## To do
From the data below, retype exactly the lines starting with the one that contains "listings found; nothing" and ending with the one that contains "if export::save(&config.output_path, &listings)?", both included.

## Data entries
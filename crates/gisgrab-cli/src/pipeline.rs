//! Wires the run together: browser session, harvest, collect, export.

use gisgrab_core::AppConfig;
use gisgrab_scraper::{collect, harvest, BrowserSession, DetailPage, SearchPage};

use crate::export;

/// Executes one full collection run.
///
/// The browser session is scoped to this function: whatever happens in the
/// stages below, dropping the session on the way out releases the browser.
///
/// # Errors
///
/// Returns an error if the browser cannot be launched, the search page
/// cannot be opened, or the output file cannot be written. Empty harvests
/// and empty collections are reported outcomes, not errors.
pub fn run(config: &AppConfig, city: &str, query: &str) -> anyhow::Result<()> {
    let mut session = BrowserSession::launch(config)?;
    session.open_search(city, query)?;
    run_stages(&mut session, config)
}

/// Harvest-then-collect over any page implementation; separated from [`run`]
/// so the stage sequencing is testable without a live browser.
fn run_stages<P: SearchPage + DetailPage>(page: &mut P, config: &AppConfig) -> anyhow::Result<()> {
    let urls = harvest(page, config);
    if urls.is_empty() {
        tracing::info!("no listings found; nothing to collect");
        return Ok(());
    }
    tracing::info!(count = urls.len(), "unique listings to process");

    let listings = collect(page, &urls);
    let processed = listings.len();
    if export::save(&config.output_path, &listings)? {
        tracing::info!(
            found = urls.len(),
            processed,
            path = %config.output_path.display(),
            "results saved"
        );
    } else {
        tracing::info!(found = urls.len(), "no records collected; nothing to save");
    }
    Ok(())
}

#[cfg(test)]
#[path = "pipeline_test.rs"]
mod tests;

## Result
        tracing::info!("no listings found; nothing to collect");
        return Ok(());
    }
    tracing::info!(count = urls.len(), "unique listings to process");

    let listings = collect(page, &urls);
    let processed = listings.len();
    if export::save(&config.output_path, &listings)? {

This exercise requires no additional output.